What you are asked to do:
The records follow. Print, word for word, the first line through the "completed with the" line.

Input:

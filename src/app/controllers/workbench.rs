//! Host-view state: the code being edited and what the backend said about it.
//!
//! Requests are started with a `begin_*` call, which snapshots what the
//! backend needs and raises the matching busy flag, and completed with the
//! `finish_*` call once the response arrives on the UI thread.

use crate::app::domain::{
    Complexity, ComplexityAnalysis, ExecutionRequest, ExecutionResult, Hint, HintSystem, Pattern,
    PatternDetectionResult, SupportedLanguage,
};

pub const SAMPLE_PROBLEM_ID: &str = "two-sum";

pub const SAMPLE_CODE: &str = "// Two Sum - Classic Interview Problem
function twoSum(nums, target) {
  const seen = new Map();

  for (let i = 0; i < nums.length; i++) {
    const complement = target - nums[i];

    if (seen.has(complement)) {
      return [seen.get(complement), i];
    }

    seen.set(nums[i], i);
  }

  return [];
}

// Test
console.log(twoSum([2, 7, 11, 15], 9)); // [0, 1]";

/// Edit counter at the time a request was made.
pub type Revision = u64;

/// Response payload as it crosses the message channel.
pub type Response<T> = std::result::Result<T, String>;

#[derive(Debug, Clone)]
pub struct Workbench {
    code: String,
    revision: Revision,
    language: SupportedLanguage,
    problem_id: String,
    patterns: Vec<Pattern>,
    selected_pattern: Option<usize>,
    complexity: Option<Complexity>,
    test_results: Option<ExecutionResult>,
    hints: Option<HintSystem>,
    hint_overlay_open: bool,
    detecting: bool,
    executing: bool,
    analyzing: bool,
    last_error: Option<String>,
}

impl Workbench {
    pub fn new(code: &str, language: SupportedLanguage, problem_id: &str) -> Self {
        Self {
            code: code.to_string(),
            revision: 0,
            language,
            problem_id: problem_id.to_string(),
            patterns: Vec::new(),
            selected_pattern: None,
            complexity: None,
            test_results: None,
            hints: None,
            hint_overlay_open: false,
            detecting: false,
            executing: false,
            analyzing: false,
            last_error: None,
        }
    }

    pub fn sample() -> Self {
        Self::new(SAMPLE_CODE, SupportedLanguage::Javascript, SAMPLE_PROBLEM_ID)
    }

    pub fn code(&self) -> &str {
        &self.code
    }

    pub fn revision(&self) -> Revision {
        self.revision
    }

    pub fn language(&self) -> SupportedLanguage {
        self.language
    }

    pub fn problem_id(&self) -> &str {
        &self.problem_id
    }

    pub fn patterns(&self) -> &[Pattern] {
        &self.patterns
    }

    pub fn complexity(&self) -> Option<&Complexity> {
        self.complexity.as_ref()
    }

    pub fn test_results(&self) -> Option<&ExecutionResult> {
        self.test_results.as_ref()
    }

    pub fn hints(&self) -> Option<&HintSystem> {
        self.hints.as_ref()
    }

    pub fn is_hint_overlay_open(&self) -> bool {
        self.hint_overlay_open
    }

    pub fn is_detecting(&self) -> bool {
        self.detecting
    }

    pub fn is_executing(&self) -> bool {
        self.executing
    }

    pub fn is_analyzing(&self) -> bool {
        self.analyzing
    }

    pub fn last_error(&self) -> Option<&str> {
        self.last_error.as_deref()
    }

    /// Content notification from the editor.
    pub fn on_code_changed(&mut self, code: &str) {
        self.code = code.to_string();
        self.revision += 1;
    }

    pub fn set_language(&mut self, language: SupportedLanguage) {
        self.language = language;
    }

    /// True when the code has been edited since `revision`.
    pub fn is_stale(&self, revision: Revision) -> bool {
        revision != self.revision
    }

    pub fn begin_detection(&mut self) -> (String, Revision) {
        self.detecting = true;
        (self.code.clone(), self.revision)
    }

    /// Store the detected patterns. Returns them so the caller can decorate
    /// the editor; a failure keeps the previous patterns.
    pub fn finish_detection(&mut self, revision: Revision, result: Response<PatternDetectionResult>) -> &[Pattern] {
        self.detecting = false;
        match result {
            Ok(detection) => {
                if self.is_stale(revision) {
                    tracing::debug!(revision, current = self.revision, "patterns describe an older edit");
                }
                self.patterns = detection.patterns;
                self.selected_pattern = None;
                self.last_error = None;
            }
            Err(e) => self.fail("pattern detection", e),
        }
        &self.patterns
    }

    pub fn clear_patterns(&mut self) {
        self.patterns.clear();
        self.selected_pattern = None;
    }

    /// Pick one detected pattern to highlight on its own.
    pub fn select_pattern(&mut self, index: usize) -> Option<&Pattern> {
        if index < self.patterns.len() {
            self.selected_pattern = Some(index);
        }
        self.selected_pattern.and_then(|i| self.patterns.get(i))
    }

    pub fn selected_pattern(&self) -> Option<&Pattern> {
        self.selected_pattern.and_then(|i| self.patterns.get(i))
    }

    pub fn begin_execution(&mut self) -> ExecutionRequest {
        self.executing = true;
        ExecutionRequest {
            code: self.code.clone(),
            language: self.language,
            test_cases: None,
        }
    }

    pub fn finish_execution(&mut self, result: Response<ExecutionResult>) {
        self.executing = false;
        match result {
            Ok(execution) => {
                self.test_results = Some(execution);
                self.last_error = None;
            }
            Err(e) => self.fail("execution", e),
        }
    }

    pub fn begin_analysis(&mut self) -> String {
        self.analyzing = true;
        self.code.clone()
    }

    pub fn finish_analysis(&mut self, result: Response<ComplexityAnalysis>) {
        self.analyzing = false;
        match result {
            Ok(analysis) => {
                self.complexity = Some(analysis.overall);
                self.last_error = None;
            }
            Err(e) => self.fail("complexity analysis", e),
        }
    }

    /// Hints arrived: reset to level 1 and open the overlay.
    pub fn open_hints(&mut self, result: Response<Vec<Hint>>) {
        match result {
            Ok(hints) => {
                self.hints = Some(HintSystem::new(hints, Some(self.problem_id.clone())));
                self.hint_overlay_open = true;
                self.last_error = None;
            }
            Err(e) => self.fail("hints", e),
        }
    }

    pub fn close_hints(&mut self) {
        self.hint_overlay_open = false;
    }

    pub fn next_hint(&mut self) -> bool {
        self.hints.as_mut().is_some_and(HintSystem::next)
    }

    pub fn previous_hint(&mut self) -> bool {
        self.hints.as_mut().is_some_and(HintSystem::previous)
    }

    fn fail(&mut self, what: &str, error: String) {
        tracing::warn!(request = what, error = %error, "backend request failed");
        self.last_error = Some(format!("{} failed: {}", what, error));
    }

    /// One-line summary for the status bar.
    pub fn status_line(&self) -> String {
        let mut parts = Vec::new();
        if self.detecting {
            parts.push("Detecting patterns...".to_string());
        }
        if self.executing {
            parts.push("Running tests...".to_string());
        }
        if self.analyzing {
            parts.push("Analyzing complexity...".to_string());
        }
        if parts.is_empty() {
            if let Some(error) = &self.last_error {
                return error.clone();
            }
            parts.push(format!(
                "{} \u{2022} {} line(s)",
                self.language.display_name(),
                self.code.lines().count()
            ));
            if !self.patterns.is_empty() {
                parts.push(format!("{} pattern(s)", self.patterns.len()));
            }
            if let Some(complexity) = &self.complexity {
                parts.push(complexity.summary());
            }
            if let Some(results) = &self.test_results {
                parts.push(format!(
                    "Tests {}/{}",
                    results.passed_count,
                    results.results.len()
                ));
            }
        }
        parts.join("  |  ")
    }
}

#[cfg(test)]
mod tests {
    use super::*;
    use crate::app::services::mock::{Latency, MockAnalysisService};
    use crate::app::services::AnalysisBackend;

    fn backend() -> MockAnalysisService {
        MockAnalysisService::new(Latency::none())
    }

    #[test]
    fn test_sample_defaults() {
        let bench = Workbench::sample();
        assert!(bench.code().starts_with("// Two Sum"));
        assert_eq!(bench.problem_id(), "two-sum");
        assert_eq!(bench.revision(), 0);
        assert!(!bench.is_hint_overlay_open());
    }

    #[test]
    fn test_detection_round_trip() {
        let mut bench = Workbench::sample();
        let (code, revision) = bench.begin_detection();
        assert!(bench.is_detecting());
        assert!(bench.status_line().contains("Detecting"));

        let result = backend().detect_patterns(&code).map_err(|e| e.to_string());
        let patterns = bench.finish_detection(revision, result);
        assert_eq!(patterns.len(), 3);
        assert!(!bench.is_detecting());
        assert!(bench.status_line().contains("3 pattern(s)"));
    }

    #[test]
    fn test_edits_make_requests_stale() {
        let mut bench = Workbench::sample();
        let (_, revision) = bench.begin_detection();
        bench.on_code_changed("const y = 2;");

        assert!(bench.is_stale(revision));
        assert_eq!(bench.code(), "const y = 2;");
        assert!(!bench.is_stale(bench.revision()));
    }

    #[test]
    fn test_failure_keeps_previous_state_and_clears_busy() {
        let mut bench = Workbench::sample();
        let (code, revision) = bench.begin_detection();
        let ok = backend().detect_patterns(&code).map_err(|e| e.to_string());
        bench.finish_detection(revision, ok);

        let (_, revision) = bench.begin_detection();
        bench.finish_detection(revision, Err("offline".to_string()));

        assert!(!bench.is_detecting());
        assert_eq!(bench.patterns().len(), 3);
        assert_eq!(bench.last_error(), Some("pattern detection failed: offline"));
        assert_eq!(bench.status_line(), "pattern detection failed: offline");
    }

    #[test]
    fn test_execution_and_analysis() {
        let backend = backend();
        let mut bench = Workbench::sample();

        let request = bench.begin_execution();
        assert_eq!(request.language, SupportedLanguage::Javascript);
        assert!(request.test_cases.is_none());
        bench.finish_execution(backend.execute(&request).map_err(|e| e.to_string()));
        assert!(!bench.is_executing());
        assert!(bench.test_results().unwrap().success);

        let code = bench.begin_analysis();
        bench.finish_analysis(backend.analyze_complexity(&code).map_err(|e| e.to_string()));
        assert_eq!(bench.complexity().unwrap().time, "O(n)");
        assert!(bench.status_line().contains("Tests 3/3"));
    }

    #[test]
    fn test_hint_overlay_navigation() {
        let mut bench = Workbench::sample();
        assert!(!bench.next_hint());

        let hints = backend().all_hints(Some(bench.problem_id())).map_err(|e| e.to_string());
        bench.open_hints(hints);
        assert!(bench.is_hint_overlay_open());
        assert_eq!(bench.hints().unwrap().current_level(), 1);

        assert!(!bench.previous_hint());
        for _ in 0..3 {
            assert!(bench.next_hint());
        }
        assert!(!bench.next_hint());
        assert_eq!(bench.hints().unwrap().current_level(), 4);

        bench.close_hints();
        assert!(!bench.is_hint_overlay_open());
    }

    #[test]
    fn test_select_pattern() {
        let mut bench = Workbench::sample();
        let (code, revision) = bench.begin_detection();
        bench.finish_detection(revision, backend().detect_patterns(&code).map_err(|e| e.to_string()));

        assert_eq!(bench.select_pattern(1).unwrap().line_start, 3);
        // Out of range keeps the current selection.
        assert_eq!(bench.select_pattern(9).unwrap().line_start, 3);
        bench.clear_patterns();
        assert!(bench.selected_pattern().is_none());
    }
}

Response to this task:
filename src/app/controllers/workbench.rs
//! Host-view state: the code being edited and what the backend said about it.
//!
//! Requests are started with a `begin_*` call, which snapshots what the
//! backend needs and raises the matching busy flag, and completed with the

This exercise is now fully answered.